(Stored records)
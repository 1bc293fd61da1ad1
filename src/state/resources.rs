//! Resource types: what each kind parses, its scope and embeddable relations.

use super::{AnyState, ApplicationState, ResourceKind, StateKind};
use crate::link::Links;
use crate::model::{
    Agent, Collection, Discussion, Entry, Feed, Gedcomx, Linked, Person, PlaceDescription,
    Relationship, SourceDescription, User,
};

macro_rules! any_state_variant {
    ($variant:ident) => {
        fn wrap(state: ApplicationState<Self>) -> AnyState {
            AnyState::$variant(state)
        }

        fn unwrap(state: AnyState) -> Result<ApplicationState<Self>, AnyState> {
            match state {
                AnyState::$variant(state) => Ok(state),
                other => Err(other),
            }
        }
    };
}

macro_rules! linked_scope {
    () => {
        fn scope_links(entity: &Self::Entity) -> Option<&Links> {
            Self::scope(entity).map(Linked::links)
        }
    };
}

/// Feed scopes are the entries; an empty page has none.
fn feed_entries(feed: &Feed) -> Option<&[Entry]> {
    (!feed.entries.is_empty()).then_some(feed.entries.as_slice())
}

fn person_and_relationship_links(entity: &Gedcomx) -> Vec<&Links> {
    entity
        .persons
        .iter()
        .map(Linked::links)
        .chain(entity.relationships.iter().map(Linked::links))
        .collect()
}

/// A collection; scope is the first collection.
pub enum CollectionResource {}

impl ResourceKind for CollectionResource {
    const KIND: StateKind = StateKind::Collection;
    type Entity = Gedcomx;
    type Scope = Collection;

    fn scope(entity: &Gedcomx) -> Option<&Collection> {
        entity.collections.first()
    }

    linked_scope!();

    any_state_variant!(Collection);
}

/// A person; scope is the first person. Deleted persons keep their body.
pub enum PersonResource {}

impl ResourceKind for PersonResource {
    const KIND: StateKind = StateKind::Person;
    type Entity = Gedcomx;
    type Scope = Person;

    fn scope(entity: &Gedcomx) -> Option<&Person> {
        entity.persons.first()
    }

    fn embedded_items(entity: &Gedcomx) -> Vec<&Links> {
        person_and_relationship_links(entity)
    }

    linked_scope!();

    any_state_variant!(Person);
}

/// The parents of a person, with the relationships linking them.
pub enum PersonParentsResource {}

impl ResourceKind for PersonParentsResource {
    const KIND: StateKind = StateKind::PersonParents;
    type Entity = Gedcomx;
    type Scope = Gedcomx;

    fn scope(entity: &Gedcomx) -> Option<&Gedcomx> {
        Some(entity)
    }

    linked_scope!();

    any_state_variant!(PersonParents);
}

pub enum PersonChildrenResource {}

impl ResourceKind for PersonChildrenResource {
    const KIND: StateKind = StateKind::PersonChildren;
    type Entity = Gedcomx;
    type Scope = Gedcomx;

    fn scope(entity: &Gedcomx) -> Option<&Gedcomx> {
        Some(entity)
    }

    linked_scope!();

    any_state_variant!(PersonChildren);
}

pub enum PersonSpousesResource {}

impl ResourceKind for PersonSpousesResource {
    const KIND: StateKind = StateKind::PersonSpouses;
    type Entity = Gedcomx;
    type Scope = Gedcomx;

    fn scope(entity: &Gedcomx) -> Option<&Gedcomx> {
        Some(entity)
    }

    linked_scope!();

    any_state_variant!(PersonSpouses);
}

/// A relationship; scope is the first relationship.
pub enum RelationshipResource {}

impl ResourceKind for RelationshipResource {
    const KIND: StateKind = StateKind::Relationship;
    type Entity = Gedcomx;
    type Scope = Relationship;

    fn scope(entity: &Gedcomx) -> Option<&Relationship> {
        entity.relationships.first()
    }

    fn embedded_items(entity: &Gedcomx) -> Vec<&Links> {
        entity.relationships.iter().map(Linked::links).collect()
    }

    linked_scope!();

    any_state_variant!(Relationship);
}

/// A discussion; scope is the first discussion.
pub enum DiscussionResource {}

impl ResourceKind for DiscussionResource {
    const KIND: StateKind = StateKind::Discussion;
    type Entity = Gedcomx;
    type Scope = Discussion;

    fn scope(entity: &Gedcomx) -> Option<&Discussion> {
        entity.discussions.first()
    }

    fn embedded_items(entity: &Gedcomx) -> Vec<&Links> {
        entity.discussions.iter().map(Linked::links).collect()
    }

    linked_scope!();

    any_state_variant!(Discussion);
}

pub enum PlaceResource {}

impl ResourceKind for PlaceResource {
    const KIND: StateKind = StateKind::Place;
    type Entity = Gedcomx;
    type Scope = PlaceDescription;

    fn scope(entity: &Gedcomx) -> Option<&PlaceDescription> {
        entity.places.first()
    }

    linked_scope!();

    any_state_variant!(Place);
}

pub enum UserResource {}

impl ResourceKind for UserResource {
    const KIND: StateKind = StateKind::User;
    type Entity = Gedcomx;
    type Scope = User;

    fn scope(entity: &Gedcomx) -> Option<&User> {
        entity.users.first()
    }

    linked_scope!();

    any_state_variant!(User);
}

pub enum SourceDescriptionResource {}

impl ResourceKind for SourceDescriptionResource {
    const KIND: StateKind = StateKind::SourceDescription;
    type Entity = Gedcomx;
    type Scope = SourceDescription;

    fn scope(entity: &Gedcomx) -> Option<&SourceDescription> {
        entity.source_descriptions.first()
    }

    linked_scope!();

    any_state_variant!(SourceDescription);
}

pub enum AgentResource {}

impl ResourceKind for AgentResource {
    const KIND: StateKind = StateKind::Agent;
    type Entity = Gedcomx;
    type Scope = Agent;

    fn scope(entity: &Gedcomx) -> Option<&Agent> {
        entity.agents.first()
    }

    linked_scope!();

    any_state_variant!(Agent);
}

/// A page of person search hits.
pub enum PersonSearchResultsResource {}

impl ResourceKind for PersonSearchResultsResource {
    const KIND: StateKind = StateKind::PersonSearchResults;
    type Entity = Feed;
    type Scope = [Entry];

    fn scope(entity: &Feed) -> Option<&[Entry]> {
        feed_entries(entity)
    }

    any_state_variant!(PersonSearchResults);
}

/// Possible duplicates of a person.
pub enum PersonMatchResultsResource {}

impl ResourceKind for PersonMatchResultsResource {
    const KIND: StateKind = StateKind::PersonMatchResults;
    type Entity = Feed;
    type Scope = [Entry];

    fn scope(entity: &Feed) -> Option<&[Entry]> {
        feed_entries(entity)
    }

    any_state_variant!(PersonMatchResults);
}

/// Persons declared not to be duplicates.
pub enum PersonNonMatchesResource {}

impl ResourceKind for PersonNonMatchesResource {
    const KIND: StateKind = StateKind::PersonNonMatches;
    type Entity = Gedcomx;
    type Scope = Gedcomx;

    fn scope(entity: &Gedcomx) -> Option<&Gedcomx> {
        Some(entity)
    }

    linked_scope!();

    any_state_variant!(PersonNonMatches);
}

/// A merge analysis between a survivor and a duplicate.
pub enum PersonMergeResource {}

impl ResourceKind for PersonMergeResource {
    const KIND: StateKind = StateKind::PersonMerge;
    type Entity = Gedcomx;
    type Scope = Gedcomx;

    fn scope(entity: &Gedcomx) -> Option<&Gedcomx> {
        Some(entity)
    }

    linked_scope!();

    any_state_variant!(PersonMerge);
}

pub enum ChangeHistoryResource {}

impl ResourceKind for ChangeHistoryResource {
    const KIND: StateKind = StateKind::ChangeHistory;
    type Entity = Feed;
    type Scope = [Entry];

    fn scope(entity: &Feed) -> Option<&[Entry]> {
        feed_entries(entity)
    }

    any_state_variant!(ChangeHistory);
}

pub type CollectionState = ApplicationState<CollectionResource>;
pub type PersonState = ApplicationState<PersonResource>;
pub type PersonParentsState = ApplicationState<PersonParentsResource>;
pub type PersonChildrenState = ApplicationState<PersonChildrenResource>;
pub type PersonSpousesState = ApplicationState<PersonSpousesResource>;
pub type RelationshipState = ApplicationState<RelationshipResource>;
pub type DiscussionState = ApplicationState<DiscussionResource>;
pub type PlaceState = ApplicationState<PlaceResource>;
pub type UserState = ApplicationState<UserResource>;
pub type SourceDescriptionState = ApplicationState<SourceDescriptionResource>;
pub type AgentState = ApplicationState<AgentResource>;
pub type PersonSearchResultsState = ApplicationState<PersonSearchResultsResource>;
pub type PersonMatchResultsState = ApplicationState<PersonMatchResultsResource>;
pub type PersonNonMatchesState = ApplicationState<PersonNonMatchesResource>;
pub type PersonMergeState = ApplicationState<PersonMergeResource>;
pub type ChangeHistoryState = ApplicationState<ChangeHistoryResource>;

--- The task ---
The lines above, starting at the one with "type Scope = PlaceDescription;" and ending at the one with "impl ResourceKind for SourceDescriptionResource", are the only ones to return, exactly as written.

--- Answer for this exercise ---
    type Scope = PlaceDescription;

    fn scope(entity: &Gedcomx) -> Option<&PlaceDescription> {
        entity.places.first()
    }

    linked_scope!();

    any_state_variant!(Place);
}

pub enum UserResource {}

impl ResourceKind for UserResource {
    const KIND: StateKind = StateKind::User;
    type Entity = Gedcomx;
    type Scope = User;

    fn scope(entity: &Gedcomx) -> Option<&User> {
        entity.users.first()
    }

    linked_scope!();

    any_state_variant!(User);
}

pub enum SourceDescriptionResource {}

impl ResourceKind for SourceDescriptionResource {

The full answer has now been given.